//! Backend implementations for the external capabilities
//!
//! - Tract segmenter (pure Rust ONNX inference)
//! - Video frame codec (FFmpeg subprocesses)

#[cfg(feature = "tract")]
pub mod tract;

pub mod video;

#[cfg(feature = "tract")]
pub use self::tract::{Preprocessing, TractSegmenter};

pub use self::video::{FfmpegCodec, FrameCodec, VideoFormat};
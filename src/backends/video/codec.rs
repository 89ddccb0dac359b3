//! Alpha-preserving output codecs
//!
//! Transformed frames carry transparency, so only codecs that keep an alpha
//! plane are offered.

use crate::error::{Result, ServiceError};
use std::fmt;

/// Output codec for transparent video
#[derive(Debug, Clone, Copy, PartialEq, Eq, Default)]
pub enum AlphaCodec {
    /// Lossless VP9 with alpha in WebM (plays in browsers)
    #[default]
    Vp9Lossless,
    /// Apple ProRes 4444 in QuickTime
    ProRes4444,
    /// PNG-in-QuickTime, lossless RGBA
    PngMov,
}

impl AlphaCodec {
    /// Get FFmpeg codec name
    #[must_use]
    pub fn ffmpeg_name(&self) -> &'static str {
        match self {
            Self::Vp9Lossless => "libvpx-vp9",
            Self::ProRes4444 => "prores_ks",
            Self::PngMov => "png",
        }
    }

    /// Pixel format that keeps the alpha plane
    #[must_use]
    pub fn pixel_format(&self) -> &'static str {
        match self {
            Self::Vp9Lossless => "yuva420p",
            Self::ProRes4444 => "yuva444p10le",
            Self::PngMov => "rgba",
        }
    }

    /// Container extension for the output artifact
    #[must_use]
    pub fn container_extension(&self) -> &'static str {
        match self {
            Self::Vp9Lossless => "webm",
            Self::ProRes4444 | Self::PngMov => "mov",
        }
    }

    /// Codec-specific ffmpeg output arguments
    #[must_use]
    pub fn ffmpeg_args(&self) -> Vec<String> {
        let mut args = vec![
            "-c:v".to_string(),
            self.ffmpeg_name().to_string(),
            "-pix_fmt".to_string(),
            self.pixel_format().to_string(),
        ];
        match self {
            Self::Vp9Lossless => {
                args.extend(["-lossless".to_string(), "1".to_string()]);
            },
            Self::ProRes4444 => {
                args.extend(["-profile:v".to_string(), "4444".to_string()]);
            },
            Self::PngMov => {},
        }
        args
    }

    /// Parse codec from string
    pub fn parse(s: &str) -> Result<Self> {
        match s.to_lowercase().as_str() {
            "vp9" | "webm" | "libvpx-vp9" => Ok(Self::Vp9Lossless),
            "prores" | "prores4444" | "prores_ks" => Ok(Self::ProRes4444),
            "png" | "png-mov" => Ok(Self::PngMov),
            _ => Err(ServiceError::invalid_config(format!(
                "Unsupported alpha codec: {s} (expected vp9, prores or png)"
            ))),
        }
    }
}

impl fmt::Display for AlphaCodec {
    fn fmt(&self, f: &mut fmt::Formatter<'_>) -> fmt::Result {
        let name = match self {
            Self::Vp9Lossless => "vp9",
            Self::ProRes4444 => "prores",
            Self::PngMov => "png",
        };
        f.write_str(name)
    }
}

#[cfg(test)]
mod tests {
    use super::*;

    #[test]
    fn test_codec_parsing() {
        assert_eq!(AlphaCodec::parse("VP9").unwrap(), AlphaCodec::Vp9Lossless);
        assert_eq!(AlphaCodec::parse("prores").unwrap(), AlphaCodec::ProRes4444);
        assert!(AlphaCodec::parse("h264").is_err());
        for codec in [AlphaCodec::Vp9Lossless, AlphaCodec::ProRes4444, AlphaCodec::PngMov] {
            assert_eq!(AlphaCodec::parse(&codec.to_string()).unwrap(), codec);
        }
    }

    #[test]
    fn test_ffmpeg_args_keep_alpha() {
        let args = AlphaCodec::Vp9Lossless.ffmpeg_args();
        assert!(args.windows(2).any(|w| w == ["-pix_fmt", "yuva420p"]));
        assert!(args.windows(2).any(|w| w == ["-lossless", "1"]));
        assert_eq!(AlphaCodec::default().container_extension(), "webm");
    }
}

▬▬▬

Required work. Repeat the listing exactly.

Answer space.
//! Backend implementations for the external capabilities
//!
//! - Tract segmenter (pure Rust ONNX inference)
//! - Video frame codec (FFmpeg subprocesses)

#[cfg(feature = "tract")]
pub mod tract;

pub mod video;

#[cfg(feature = "tract")]
pub use self::tract::{Preprocessing, TractSegmenter};

pub use self::video::{FfmpegCodec, FrameCodec, VideoFormat};
filename src/backends/video/codec.rs
repository 89ddccb0dac359b3
//! Alpha-preserving output codecs
//!
//! Transformed frames carry transparency, so only codecs that keep an alpha
//! plane are offered.

use crate::error::{Result, ServiceError};
use std::fmt;

/// Output codec for transparent video
#[derive(Debug, Clone, Copy, PartialEq, Eq, Default)]
pub enum AlphaCodec {
    /// Lossless VP9 with alpha in WebM (plays in browsers)
    #[default]
    Vp9Lossless,
    /// Apple ProRes 4444 in QuickTime
    ProRes4444,
    /// PNG-in-QuickTime, lossless RGBA
    PngMov,
}

impl AlphaCodec {
    /// Get FFmpeg codec name
    #[must_use]
    pub fn ffmpeg_name(&self) -> &'static str {
        match self {
            Self::Vp9Lossless => "libvpx-vp9",
            Self::ProRes4444 => "prores_ks",
            Self::PngMov => "png",
        }
    }

    /// Pixel format that keeps the alpha plane
    #[must_use]
    pub fn pixel_format(&self) -> &'static str {
        match self {
            Self::Vp9Lossless => "yuva420p",
            Self::ProRes4444 => "yuva444p10le",
            Self::PngMov => "rgba",
        }
    }

    /// Container extension for the output artifact
    #[must_use]
    pub fn container_extension(&self) -> &'static str {
        match self {
            Self::Vp9Lossless => "webm",
            Self::ProRes4444 | Self::PngMov => "mov",
        }
    }

    /// Codec-specific ffmpeg output arguments
    #[must_use]
    pub fn ffmpeg_args(&self) -> Vec<String> {
        let mut args = vec![
            "-c:v".to_string(),
            self.ffmpeg_name().to_string(),
            "-pix_fmt".to_string(),
            self.pixel_format().to_string(),
        ];
        match self {
            Self::Vp9Lossless => {
                args.extend(["-lossless".to_string(), "1".to_string()]);
            },
            Self::ProRes4444 => {
                args.extend(["-profile:v".to_string(), "4444".to_string()]);
            },
            Self::PngMov => {},
        }
        args
    }

    /// Parse codec from string
    pub fn parse(s: &str) -> Result<Self> {
        match s.to_lowercase().as_str() {
            "vp9" | "webm" | "libvpx-vp9" => Ok(Self::Vp9Lossless),
            "prores" | "prores4444" | "prores_ks" => Ok(Self::ProRes4444),
            "png" | "png-mov" => Ok(Self::PngMov),
            _ => Err(ServiceError::invalid_config(format!(
                "Unsupported alpha codec: {s} (expected vp9, prores or png)"
            ))),
        }
    }
}

impl fmt::Display for AlphaCodec {
    fn fmt(&self, f: &mut fmt::Formatter<'_>) -> fmt::Result {
        let name = match self {
            Self::Vp9Lossless => "vp9",
            Self::ProRes4444 => "prores",
            Self::PngMov => "png",
        };
        f.write_str(name)
    }
}

#[cfg(test)]
mod tests {
    use super::*;

    #[test]
    fn test_codec_parsing() {
        assert_eq!(AlphaCodec::parse("VP9").unwrap(), AlphaCodec::Vp9Lossless);
        assert_eq!(AlphaCodec::parse("prores").unwrap(), AlphaCodec::ProRes4444);
        assert!(AlphaCodec::parse("h264").is_err());
        for codec in [AlphaCodec::Vp9Lossless, AlphaCodec::ProRes4444, AlphaCodec::PngMov] {
            assert_eq!(AlphaCodec::parse(&codec.to_string()).unwrap(), codec);
        }
    }

    #[test]
    fn test_ffmpeg_args_keep_alpha() {
        let args = AlphaCodec::Vp9Lossless.ffmpeg_args();
        assert!(args.windows(2).any(|w| w == ["-pix_fmt", "yuva420p"]));
        assert!(args.windows(2).any(|w| w == ["-lossless", "1"]));
        assert_eq!(AlphaCodec::default().container_extension(), "webm");
    }
}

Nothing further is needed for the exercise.